Though an arbitration cap affecting police and fire contracts ended 10 days ago, Senate President Stephen Sweeney, D-Gloucester, said the broader 2 percent cap isn’t going away.

“And I wish it was zero, to be perfectly honest with you. I wish I went to zero when we did it because it was hard to do and you’re not going to be able to get there again.”

Taxes on the average home rose by $141 in 2017. They rose more than $1,100 in the first seven years of Christie’s term, which Christie accurately noted amounts to an average increase of 1.98 percent.

“In the ten years before we came to Trenton, property taxes increased 70 percent. An average of 7 percent a year, every year, for ten years. Fact,” Christie said.

That part’s not accurate. Growth in property taxes averaged 5.5 percent over that decade, with the total increase over 10 years compounding to just over 70 percent. His analysis also leaves out the impact of the larger rebates that were being paid to more residents in that decade.

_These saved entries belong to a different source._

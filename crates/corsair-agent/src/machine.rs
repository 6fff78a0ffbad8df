//! Utility-scored state machine with switch hysteresis.
//!
//! Every tick all behaviors are re-scored against the context; the
//! winner takes over only after the minimum dwell time has elapsed.
//! Ties prefer the currently active behavior, then declaration order,
//! which keeps transition sequences deterministic for identical inputs.

use rand_chacha::ChaCha8Rng;

use corsair_core::context::Context;
use corsair_core::enums::StateKind;

use crate::states::{Actuators, Behavior};

/// Behavior arbiter for one ship.
pub struct StateMachine {
    states: [Behavior; 6],
    active: usize,
    seconds_since_switch: f32,
    min_time_in_state: f32,
    scores: [f32; 6],
    /// Winning score recorded when the active behavior took over.
    score_at_switch: f32,
}

impl StateMachine {
    /// Starts in Idle. The dwell timer begins expired so the very first
    /// scoring pass may switch immediately.
    pub fn new(min_time_in_state: f32) -> Self {
        Self {
            states: Behavior::roster(),
            active: 0,
            seconds_since_switch: min_time_in_state,
            min_time_in_state,
            scores: [0.0; 6],
            score_at_switch: 0.0,
        }
    }

    /// Re-score, maybe switch, then tick the active behavior.
    pub fn update(
        &mut self,
        ctx: &Context,
        act: &mut Actuators,
        rng: &mut ChaCha8Rng,
        dt: f32,
    ) {
        for (i, state) in self.states.iter().enumerate() {
            self.scores[i] = state.compute_utility(ctx);
        }

        let best = select_best(&self.scores, self.active);

        self.seconds_since_switch += dt;
        if best != self.active && self.seconds_since_switch >= self.min_time_in_state {
            self.states[self.active].exit(act);
            self.active = best;
            self.states[best].enter(ctx, act, rng);
            self.seconds_since_switch = 0.0;
            self.score_at_switch = self.scores[best];
        }

        self.states[self.active].tick(ctx, act, rng, dt);
    }

    pub fn active_kind(&self) -> StateKind {
        self.states[self.active].kind()
    }

    /// Utility scores from the most recent update, in declaration order.
    pub fn scores(&self) -> &[f32; 6] {
        &self.scores
    }

    pub fn seconds_since_switch(&self) -> f32 {
        self.seconds_since_switch
    }

    /// Score the active behavior won with when it took over.
    pub fn score_at_switch(&self) -> f32 {
        self.score_at_switch
    }
}

/// Pick the winning behavior index.
///
/// The active behavior wins exact ties; among the others, the earliest
/// declared index wins (strict `>` never replaces an equal score).
pub fn select_best(scores: &[f32; 6], active: usize) -> usize {
    let mut best = active;
    let mut best_score = scores[active];
    for (i, &score) in scores.iter().enumerate() {
        if score > best_score {
            best = i;
            best_score = score;
        }
    }
    best
}
//! Arena engine — drives agents and actuates their commands.
//!
//! Owns the hecs world and one `ShipAgent` per ship, runs the full tick
//! pipeline (context → decisions → movement → weapons → missiles →
//! rigs → cleanup), and produces `ArenaSnapshot`s. Deterministic for a
//! given seed: ships are processed in stable id order and all randomness
//! flows from seeded ChaCha8 streams.

use std::collections::{HashMap, HashSet};

use glam::Vec2;
use hecs::{Entity, World};
use rand::{Rng, SeedableRng};
use rand_chacha::ChaCha8Rng;

use corsair_core::constants::*;
use corsair_core::context::{Context, EnemyContact, SelfStatus};
use corsair_core::enums::MissileLockState;
use corsair_core::sensors::VisibilityProbe;
use corsair_core::types::{
    heading_delta_deg, heading_from_vec, vec_from_heading, Command, Kinematics, SimTime,
    SteeringTuning,
};
use corsair_agent::{AgentConfig, ConfigError, ShipAgent};

use crate::arena;
use crate::components::{Asteroid, Body, Hull, Missile, Ship, ShipId, Team, WeaponRig};
use crate::sensors::WorldSensors;
use crate::snapshot::{ArenaSnapshot, AsteroidStatus, MissileStatus, ShipStatus};

/// Configuration for starting a new arena.
#[derive(Debug, Clone, Copy)]
pub struct ArenaConfig {
    /// RNG seed for determinism. Same seed = same arena.
    pub seed: u64,
    /// Asteroids scattered at setup.
    pub asteroid_count: usize,
    /// Field radius for asteroid placement (meters).
    pub arena_radius: f32,
}

impl Default for ArenaConfig {
    fn default() -> Self {
        Self {
            seed: 42,
            asteroid_count: 12,
            arena_radius: 1_600.0,
        }
    }
}

/// The reference arena. Owns the world and every ship's agent.
pub struct ArenaEngine {
    world: World,
    agents: HashMap<u32, ShipAgent>,
    time: SimTime,
    rng: ChaCha8Rng,
    seed: u64,
    next_ship_id: u32,
    despawn_buffer: Vec<Entity>,
}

Growth slowed under Christie to 15 percent over seven years.

Top 10 tax increases

Municipality County 2017 avg Change
SEA BRIGHT Monmouth $7,729 15.9%
WEST WILDWOOD Cape May $4,419 12.%
PENNSVILLE Salem $6,189 8.3%
TETERBORO Bergen $1,973 7.9%
SEASIDE PARK Ocean $7,752 7.7%
OLDMANS Salem $5,034 7.2%
HI-NELLA Camden $7,017 6.8%
EAST RUTHERFORD Bergen $6,571 6.7%
NEW HANOVER Burlington $4,709 6.7%
CAPE MAY Cape May $5,670 6.4%

 

FIND YOUR TOWN: Scroll to end of story to see how your town did.

In 2017, the average tax bill topped $10,000 in 154 of the state’s 565 municipalities, seven more than a year earlier. The average bill topped $30,000 in Tavistock and $20,000 in Millburn, Alpine, Tenafly and Mountain Lakes. It’s still under $4,000 in 22 cities and towns, nearly all in South Jersey.

School taxes accounted for 62 percent of the hike in 2017 and 53 percent of the average bill, so Assembly Speaker Craig Coughlin, D-Middlesex, said more school aid is key.

“Opportunity for the middle class begins with access to good education, and full funding of schools is a real property tax relief and opportunity for middle class mobility,” Coughlin said.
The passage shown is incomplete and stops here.